Over the last few years health has become a major part of my life.  It all started when I was diagnosed with Celiac disease.  All of a sudden I had to read every label and pay attention to everything that went in my mouth, on my head, skin, teeth… even some deodorants are best to stay away from.

I went ten years before I was properly diagnosed.  To think, the doctors had given up on me and were treating every symptom separately.  Since my diagnosis, and careful monitoring of my diet, I have felt like a whole new person and enjoyed becoming healthier and healthier.

Well today the doctor said: no more anemia, no more osteopenia, thyroid levels good, cholesterol good, everything is good good good – keep doing what I’m doing.  Yay!!
So it’s taken less than ten years for my body to correct itself.  Go body!

I know I’ve quote calorie count before but this one really struck a chord with me.

Don’t Exercise to Punish Yourself for Eating

By michelle_may_md on Jul 29, 2010 03:00 AM in Dieting & You

By Michelle May, M.D.

Powerless thinking is the root cause of a sedentary lifestyle.
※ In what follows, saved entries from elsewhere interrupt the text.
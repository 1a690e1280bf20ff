#![forbid(unsafe_code)]

//! Persisted per-group selection state.
//!
//! # Invariants
//!
//! 1. The roster is populated at most once per state instance, from the first
//!    non-empty children sequence the reconciler observes.
//! 2. `active_id` is `None` or an index chosen at population time, by a click,
//!    or by an external override. It is not re-validated afterwards.
//! 3. `last_observed_external` tracks the external signal, not `active_id`, so
//!    a click may diverge from the external value until that value changes.

use crate::roster::ChildDescriptor;

/// Selection state owned by one mounted group.
#[derive(Debug, Clone, Default, PartialEq)]
pub struct GroupState {
    pub(crate) roster: Vec<ChildDescriptor>,
    pub(crate) active_id: Option<usize>,
    pub(crate) last_observed_external: Option<usize>,
}

impl GroupState {
    /// Fresh, unpopulated state.
    #[must_use]
    pub fn new() -> Self {
        Self::default()
    }

    /// Descriptors captured at population time.
    #[inline]
    pub fn roster(&self) -> &[ChildDescriptor] {
        &self.roster
    }

    #[inline]
    pub fn active_id(&self) -> Option<usize> {
        self.active_id
    }

    /// The external active value seen by the most recent sync or population.
    #[inline]
    pub fn last_observed_external(&self) -> Option<usize> {
        self.last_observed_external
    }

    #[inline]
    pub fn is_populated(&self) -> bool {
        !self.roster.is_empty()
    }

    /// Whether the entry with `id` renders active.
    #[inline]
    pub fn is_active(&self, id: usize) -> bool {
        self.active_id == Some(id)
    }
}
Rewire your brain with more powerful thoughts to create the vibrant, healthy life you desire. Here are six examples:

Powerless Thought #1: I have to exercise to lose weight.
Punishing yourself for eating leads to yo-yo exercising—yet exercise is proven to help you feel better and live a longer, healthier life—even if you don’t lose a pound. Instead of exercising to earn the right to eat or pay penance for eating certain foods, build a lifelong love of exercise and all it does for you.

Powerful Thought: I exercise for fitness and health.
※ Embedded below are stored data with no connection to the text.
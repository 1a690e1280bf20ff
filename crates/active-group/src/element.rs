#![forbid(unsafe_code)]

//! Host element model consumed by the group.
//!
//! An [`Element`] is an immutable description of a visual node: a component
//! name, an ordered prop map, ordered children and an optional click handler.
//! The group never mutates elements it is handed; rendering always produces
//! new output nodes (see [`crate::render`]).
//!
//! [`ChildrenInput`] is the tagged form of the `children` prop. Adapters at
//! the host boundary decide which variant applies; the core only branches on
//! the tag.

use std::collections::BTreeMap;
use std::fmt;
use std::rc::Rc;

/// Callback invoked with the primary component when its entry becomes active.
pub type ClickHandler = Rc<dyn Fn(&Element)>;

/// A single prop value.
#[derive(Debug, Clone, PartialEq, Eq)]
pub enum PropValue {
    Bool(bool),
    Int(i64),
    Text(String),
}

impl From<bool> for PropValue {
    fn from(value: bool) -> Self {
        Self::Bool(value)
    }
}

impl From<i64> for PropValue {
    fn from(value: i64) -> Self {
        Self::Int(value)
    }
}

impl From<&str> for PropValue {
    fn from(value: &str) -> Self {
        Self::Text(value.to_owned())
    }
}

impl From<String> for PropValue {
    fn from(value: String) -> Self {
        Self::Text(value)
    }
}

impl fmt::Display for PropValue {
    fn fmt(&self, f: &mut fmt::Formatter<'_>) -> fmt::Result {
        match self {
            Self::Bool(b) => write!(f, "{b}"),
            Self::Int(i) => write!(f, "{i}"),
            Self::Text(s) => write!(f, "{s:?}"),
        }
    }
}

/// Ordered prop map. Ordering keeps debug output deterministic.
pub type Props = BTreeMap<String, PropValue>;

/// Immutable description of a host element.
#[derive(Clone)]
pub struct Element {
    kind: String,
    props: Props,
    children: Vec<Element>,
    on_click: Option<ClickHandler>,
}

impl Element {
    /// Create an element of the given component kind with no props.
    #[must_use]
    pub fn new(kind: impl Into<String>) -> Self {
        Self {
            kind: kind.into(),
            props: Props::new(),
            children: Vec::new(),
            on_click: None,
        }
    }

    /// Set a prop, replacing any previous value under the same key.
    #[must_use]
    pub fn prop(mut self, key: impl Into<String>, value: impl Into<PropValue>) -> Self {
        self.props.insert(key.into(), value.into());
        self
    }

    /// Append a nested element.
    #[must_use]
    pub fn child(mut self, child: Element) -> Self {
        self.children.push(child);
        self
    }

    /// Append several nested elements.
    #[must_use]
    pub fn children(mut self, children: impl IntoIterator<Item = Element>) -> Self {
        self.children.extend(children);
        self
    }

    /// Attach a click handler.
    #[must_use]
    pub fn on_click(mut self, handler: impl Fn(&Element) + 'static) -> Self {
        self.on_click = Some(Rc::new(handler));
        self
    }

    /// Attach an already shared click handler.
    #[must_use]
    pub fn on_click_shared(mut self, handler: ClickHandler) -> Self {
        self.on_click = Some(handler);
        self
    }

    #[inline]
    pub fn kind(&self) -> &str {
        &self.kind
    }

    #[inline]
    pub fn props(&self) -> &Props {
        &self.props
    }

    /// Look up a single prop.
    pub fn get_prop(&self, key: &str) -> Option<&PropValue> {
        self.props.get(key)
    }

    #[inline]
    pub fn nested(&self) -> &[Element] {
        &self.children
    }

    /// The single nested element, if there is exactly one.
    pub fn single_nested(&self) -> Option<&Element> {
        match self.children.as_slice() {
            [only] => Some(only),
            _ => None,
        }
    }

    pub fn click_handler(&self) -> Option<&ClickHandler> {
        self.on_click.as_ref()
    }
}

impl PartialEq for Element {
    fn eq(&self, other: &Self) -> bool {
        let same_handler = match (&self.on_click, &other.on_click) {
            (Some(a), Some(b)) => Rc::ptr_eq(a, b),
            (None, None) => true,
            _ => false,
        };
        same_handler
            && self.kind == other.kind
            && self.props == other.props
            && self.children == other.children
    }
}

impl fmt::Debug for Element {
    fn fmt(&self, f: &mut fmt::Formatter<'_>) -> fmt::Result {
        f.debug_struct("Element")
            .field("kind", &self.kind)
            .field("props", &self.props)
            .field("children", &self.children)
            .field("on_click", &self.on_click.as_ref().map(|_| "<handler>"))
            .finish()
    }
}

/// Shape of the `children` input, resolved before it reaches the core.
#[derive(Debug, Clone, Default, PartialEq)]
pub enum ChildrenInput {
    /// No children supplied at all.
    #[default]
    Empty,
    /// A lone element instead of a sequence.
    Single(Element),
    /// An ordered sequence, possibly still empty while data loads.
    Sequence(Vec<Element>),
}

impl ChildrenInput {
    /// The sequence, if the input is one.
    pub fn as_sequence(&self) -> Option<&[Element]> {
        match self {
            Self::Sequence(items) => Some(items),
            _ => None,
        }
    }
}

impl From<Element> for ChildrenInput {
    fn from(element: Element) -> Self {
        Self::Single(element)
    }
}

impl From<Vec<Element>> for ChildrenInput {
    fn from(elements: Vec<Element>) -> Self {
        Self::Sequence(elements)
    }
}

impl From<Option<Vec<Element>>> for ChildrenInput {
    fn from(elements: Option<Vec<Element>>) -> Self {
        elements.map_or(Self::Empty, Self::Sequence)
    }
}

impl FromIterator<Element> for ChildrenInput {
    fn from_iter<I: IntoIterator<Item = Element>>(iter: I) -> Self {
        Self::Sequence(iter.into_iter().collect())
    }
}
Powerless Thought #2: I know I should exercise but I hate it so I just can’t make myself do it.

Notice the negative words “should,” “hate,” “can’t,” and “make myself.” These stem from past experiences like being chosen last for teams, boring exercise routines, and discomfort from doing too much too fast. This time, find enjoyable physical activities that suit your personality and lifestyle. Start slowly and allow your body to adjust gradually. Choose to focus on all the great things exercise does for you and how wonderful you feel.
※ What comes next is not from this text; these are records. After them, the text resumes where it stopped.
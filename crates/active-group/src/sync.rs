#![forbid(unsafe_code)]

//! Post-render sync of the external active signal.
//!
//! The external value overrides the selection only when it *changes*. The
//! comparison baseline is the previously observed external value, never the
//! current `active_id`, so a click-driven selection survives re-renders that
//! carry the same external value.

use crate::diagnostic::{Diagnostic, DiagnosticSink};
use crate::state::GroupState;

/// Result of a sync pass.
#[derive(Debug, Clone, Copy, PartialEq, Eq)]
pub enum SyncOutcome {
    Unchanged,
    /// The external value changed and replaced the selection.
    Overridden {
        previous: Option<usize>,
        active_id: Option<usize>,
    },
}

impl SyncOutcome {
    #[inline]
    pub fn changed_state(self) -> bool {
        matches!(self, Self::Overridden { .. })
    }
}

/// Run one sync pass against the current external value.
pub fn sync_external_active(
    state: &mut GroupState,
    external: Option<usize>,
    sink: &mut dyn DiagnosticSink,
) -> SyncOutcome {
    if external == state.last_observed_external {
        return SyncOutcome::Unchanged;
    }

    if let Some(index) = external {
        if state.is_populated() && index >= state.roster.len() {
            sink.emit(Diagnostic::ActiveOutOfRange {
                index,
                len: state.roster.len(),
            });
        }
    }

    let previous = state.active_id;
    state.last_observed_external = external;
    state.active_id = external;
    tracing::debug!(
        target: "active_group",
        ?previous,
        active_id = ?external,
        "external active changed"
    );

    SyncOutcome::Overridden {
        previous,
        active_id: external,
    }
}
Powerful Thought: I enjoy becoming more physically active each day.

Powerless Thought #3: I don’t have time.
It only takes 1/48th of your whole day to exercise for 30 minutes—and most people waste more than that on less productive activities like watching TV. If you’re too busy to exercise, you’re too busy. Since physical activity is so beneficial, give it the priority it deserves.

Powerful Thought: I make time for my health and well-being.

Powerless Thought #4: I don’t have the energy.
This is a self-fulfilling prophecy. Exercise improves your strength, stamina, and sleep so you’re more productive and energetic. Since you’re likely to feel better within a few minutes of starting to move, commit to exercising for at least ten minutes. Most of the time, you’ll feel so good that you’ll want to continue.

Powerful Thought: I feel myself becoming healthier and more energetic.

Powerless Thought #5: I’m embarrassed to be seen exercising.
Most people are so focused on themselves they don’t notice you anyway. Those that do will likely admire you. Eventually you’ll feel less self-conscious but in the meantime, find activities and places that feel comfortable so you can focus on all the benefits.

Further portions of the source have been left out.